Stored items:
———

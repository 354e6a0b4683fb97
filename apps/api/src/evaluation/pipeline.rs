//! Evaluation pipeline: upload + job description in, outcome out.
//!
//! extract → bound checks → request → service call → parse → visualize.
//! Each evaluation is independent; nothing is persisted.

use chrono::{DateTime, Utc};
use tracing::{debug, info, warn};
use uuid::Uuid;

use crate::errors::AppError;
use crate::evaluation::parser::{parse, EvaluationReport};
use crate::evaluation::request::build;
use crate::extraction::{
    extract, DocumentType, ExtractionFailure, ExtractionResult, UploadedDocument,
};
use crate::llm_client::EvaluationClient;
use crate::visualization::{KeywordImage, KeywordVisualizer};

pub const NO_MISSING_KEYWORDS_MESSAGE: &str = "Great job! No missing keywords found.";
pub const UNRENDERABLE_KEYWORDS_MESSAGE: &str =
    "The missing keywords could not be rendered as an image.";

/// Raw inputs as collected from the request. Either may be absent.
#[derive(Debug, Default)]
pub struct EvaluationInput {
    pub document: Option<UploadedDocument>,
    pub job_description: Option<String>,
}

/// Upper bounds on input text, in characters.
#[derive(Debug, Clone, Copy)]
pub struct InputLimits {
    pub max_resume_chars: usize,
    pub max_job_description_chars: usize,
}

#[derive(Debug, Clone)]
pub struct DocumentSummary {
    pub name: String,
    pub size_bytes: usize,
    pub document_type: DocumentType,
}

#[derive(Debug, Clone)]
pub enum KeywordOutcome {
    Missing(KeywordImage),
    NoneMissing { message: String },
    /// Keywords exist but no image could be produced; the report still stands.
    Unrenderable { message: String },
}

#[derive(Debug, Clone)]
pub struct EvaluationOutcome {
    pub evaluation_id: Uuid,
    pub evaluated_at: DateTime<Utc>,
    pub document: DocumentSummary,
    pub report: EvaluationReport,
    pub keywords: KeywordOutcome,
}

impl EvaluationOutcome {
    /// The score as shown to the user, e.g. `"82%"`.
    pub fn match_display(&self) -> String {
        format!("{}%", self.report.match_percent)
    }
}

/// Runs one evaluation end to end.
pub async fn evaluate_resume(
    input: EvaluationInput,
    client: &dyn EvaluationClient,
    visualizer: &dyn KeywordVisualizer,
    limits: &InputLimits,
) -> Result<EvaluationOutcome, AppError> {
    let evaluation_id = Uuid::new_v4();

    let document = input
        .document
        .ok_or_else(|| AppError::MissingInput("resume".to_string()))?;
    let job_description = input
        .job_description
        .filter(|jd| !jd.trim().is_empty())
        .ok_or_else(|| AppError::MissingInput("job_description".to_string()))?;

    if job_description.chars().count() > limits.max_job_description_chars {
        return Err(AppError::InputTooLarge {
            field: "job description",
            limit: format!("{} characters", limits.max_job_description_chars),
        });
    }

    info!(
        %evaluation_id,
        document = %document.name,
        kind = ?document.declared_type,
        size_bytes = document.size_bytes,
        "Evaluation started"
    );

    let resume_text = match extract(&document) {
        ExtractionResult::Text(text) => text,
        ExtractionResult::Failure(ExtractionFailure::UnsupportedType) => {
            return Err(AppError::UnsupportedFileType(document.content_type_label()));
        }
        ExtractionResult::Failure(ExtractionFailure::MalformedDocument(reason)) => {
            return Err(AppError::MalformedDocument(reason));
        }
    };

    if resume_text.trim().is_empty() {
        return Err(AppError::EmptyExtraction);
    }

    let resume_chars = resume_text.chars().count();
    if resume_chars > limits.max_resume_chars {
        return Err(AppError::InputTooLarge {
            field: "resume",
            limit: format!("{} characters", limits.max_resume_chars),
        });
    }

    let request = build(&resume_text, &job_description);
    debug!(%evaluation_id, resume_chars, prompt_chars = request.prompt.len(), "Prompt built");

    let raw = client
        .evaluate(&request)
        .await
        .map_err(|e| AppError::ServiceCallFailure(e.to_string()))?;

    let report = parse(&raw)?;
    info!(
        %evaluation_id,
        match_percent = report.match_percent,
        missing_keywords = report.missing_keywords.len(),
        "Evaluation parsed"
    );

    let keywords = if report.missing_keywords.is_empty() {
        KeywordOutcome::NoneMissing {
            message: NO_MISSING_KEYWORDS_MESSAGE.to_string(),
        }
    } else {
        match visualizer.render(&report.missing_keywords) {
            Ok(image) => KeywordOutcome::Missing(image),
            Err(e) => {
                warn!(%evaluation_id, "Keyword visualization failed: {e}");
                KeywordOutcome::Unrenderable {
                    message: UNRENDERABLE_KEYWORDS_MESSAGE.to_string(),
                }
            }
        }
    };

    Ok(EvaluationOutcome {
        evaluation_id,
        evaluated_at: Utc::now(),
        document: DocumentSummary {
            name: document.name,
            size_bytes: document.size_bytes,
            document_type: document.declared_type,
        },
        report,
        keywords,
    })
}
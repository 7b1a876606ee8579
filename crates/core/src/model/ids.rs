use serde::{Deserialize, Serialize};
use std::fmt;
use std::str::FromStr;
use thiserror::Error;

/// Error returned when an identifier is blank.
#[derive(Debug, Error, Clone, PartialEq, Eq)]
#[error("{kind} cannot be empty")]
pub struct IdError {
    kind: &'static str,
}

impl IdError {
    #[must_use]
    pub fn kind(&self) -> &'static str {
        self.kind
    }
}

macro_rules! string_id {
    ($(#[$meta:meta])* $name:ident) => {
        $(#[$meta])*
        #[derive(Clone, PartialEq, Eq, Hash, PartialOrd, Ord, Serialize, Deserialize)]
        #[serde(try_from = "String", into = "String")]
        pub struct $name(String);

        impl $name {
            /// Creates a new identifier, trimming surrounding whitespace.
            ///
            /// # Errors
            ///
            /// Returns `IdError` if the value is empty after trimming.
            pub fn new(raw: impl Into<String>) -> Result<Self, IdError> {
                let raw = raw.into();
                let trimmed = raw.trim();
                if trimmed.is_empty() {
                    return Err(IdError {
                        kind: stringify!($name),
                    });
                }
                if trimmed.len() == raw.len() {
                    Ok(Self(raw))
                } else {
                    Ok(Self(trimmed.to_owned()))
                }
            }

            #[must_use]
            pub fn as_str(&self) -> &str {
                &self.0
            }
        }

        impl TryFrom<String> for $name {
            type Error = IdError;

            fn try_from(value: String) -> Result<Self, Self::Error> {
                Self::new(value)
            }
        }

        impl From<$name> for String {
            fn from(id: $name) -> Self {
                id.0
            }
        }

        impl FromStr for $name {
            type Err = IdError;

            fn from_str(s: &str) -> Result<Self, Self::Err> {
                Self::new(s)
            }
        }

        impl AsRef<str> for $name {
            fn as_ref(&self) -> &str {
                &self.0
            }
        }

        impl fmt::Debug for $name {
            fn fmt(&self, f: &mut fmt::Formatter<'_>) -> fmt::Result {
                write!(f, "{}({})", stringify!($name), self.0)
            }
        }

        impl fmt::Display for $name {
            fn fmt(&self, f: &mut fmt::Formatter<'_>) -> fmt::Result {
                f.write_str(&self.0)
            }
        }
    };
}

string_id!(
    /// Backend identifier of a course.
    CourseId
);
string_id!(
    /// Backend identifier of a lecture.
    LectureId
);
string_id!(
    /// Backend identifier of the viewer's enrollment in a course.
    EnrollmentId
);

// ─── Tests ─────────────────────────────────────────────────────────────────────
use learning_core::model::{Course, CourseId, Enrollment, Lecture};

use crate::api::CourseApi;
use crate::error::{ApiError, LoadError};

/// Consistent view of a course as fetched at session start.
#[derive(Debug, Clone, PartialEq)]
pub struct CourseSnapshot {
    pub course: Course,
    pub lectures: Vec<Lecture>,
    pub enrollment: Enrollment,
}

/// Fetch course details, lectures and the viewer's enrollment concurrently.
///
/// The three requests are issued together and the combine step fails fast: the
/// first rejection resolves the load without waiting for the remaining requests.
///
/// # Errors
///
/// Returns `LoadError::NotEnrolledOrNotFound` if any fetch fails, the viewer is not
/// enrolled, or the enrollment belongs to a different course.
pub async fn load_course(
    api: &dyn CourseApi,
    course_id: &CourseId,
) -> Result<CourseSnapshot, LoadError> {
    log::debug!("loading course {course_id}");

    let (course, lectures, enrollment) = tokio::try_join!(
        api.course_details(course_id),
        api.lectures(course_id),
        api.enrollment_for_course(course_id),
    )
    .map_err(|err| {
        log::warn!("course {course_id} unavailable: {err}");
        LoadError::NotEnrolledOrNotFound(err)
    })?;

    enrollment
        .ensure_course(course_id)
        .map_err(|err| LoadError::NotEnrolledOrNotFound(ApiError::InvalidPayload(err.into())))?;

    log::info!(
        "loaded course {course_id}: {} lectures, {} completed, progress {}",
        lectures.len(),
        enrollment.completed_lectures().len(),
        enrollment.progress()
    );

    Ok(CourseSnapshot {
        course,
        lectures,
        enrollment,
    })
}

———

Requirement = The answer should be nothing but the number of lines above that contain "repository".

Response to the task = 2